**Work item:** Lines in the entries below where the word "const" shows up should each be copied.

(Dataset entries)
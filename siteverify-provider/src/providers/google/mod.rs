//! Google Site Verification authority client

mod error;
mod http;
mod provider;
mod types;

use std::sync::Arc;
use std::time::Duration;

use gcp_auth::TokenProvider;
use reqwest::Client;

pub(crate) use types::{
    ApiErrorEnvelope, InsertRequest, SiteBody, TokenRequest, TokenResponse, WebResourceResponse,
};

pub(crate) const API_BASE: &str = "https://www.googleapis.com/siteVerification/v1";
/// Site type for whole-domain (as opposed to single-URL) verification.
pub(crate) const SITE_TYPE_INET_DOMAIN: &str = "INET_DOMAIN";
/// Verification method backed by a DNS TXT record.
pub(crate) const METHOD_DNS_TXT: &str = "DNS_TXT";

/// 默认连接超时（秒）
const DEFAULT_CONNECT_TIMEOUT_SECS: u64 = 10;
/// 默认请求超时（秒）
const DEFAULT_REQUEST_TIMEOUT_SECS: u64 = 30;

/// Google Site Verification client
pub struct GoogleSiteVerification {
    pub(crate) client: Client,
    pub(crate) token_source: Arc<dyn TokenProvider>,
}

impl GoogleSiteVerification {
    /// Build a client around an already-resolved token source.
    ///
    /// Most callers should go through
    /// [`create_verifier`](crate::create_verifier) instead.
    pub fn new(token_source: Arc<dyn TokenProvider>) -> Self {
        Self {
            client: create_http_client(),
            token_source,
        }
    }
}

/// 创建带超时配置的 HTTP Client
fn create_http_client() -> Client {
    Client::builder()
        .connect_timeout(Duration::from_secs(DEFAULT_CONNECT_TIMEOUT_SECS))
        .timeout(Duration::from_secs(DEFAULT_REQUEST_TIMEOUT_SECS))
        .build()
        .expect("Failed to create HTTP client")
}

**Solution to this problem:**
pub(crate) const API_BASE: &str = "https://www.googleapis.com/siteVerification/v1";
pub(crate) const SITE_TYPE_INET_DOMAIN: &str = "INET_DOMAIN";
pub(crate) const METHOD_DNS_TXT: &str = "DNS_TXT";
const DEFAULT_CONNECT_TIMEOUT_SECS: u64 = 10;
const DEFAULT_REQUEST_TIMEOUT_SECS: u64 = 30;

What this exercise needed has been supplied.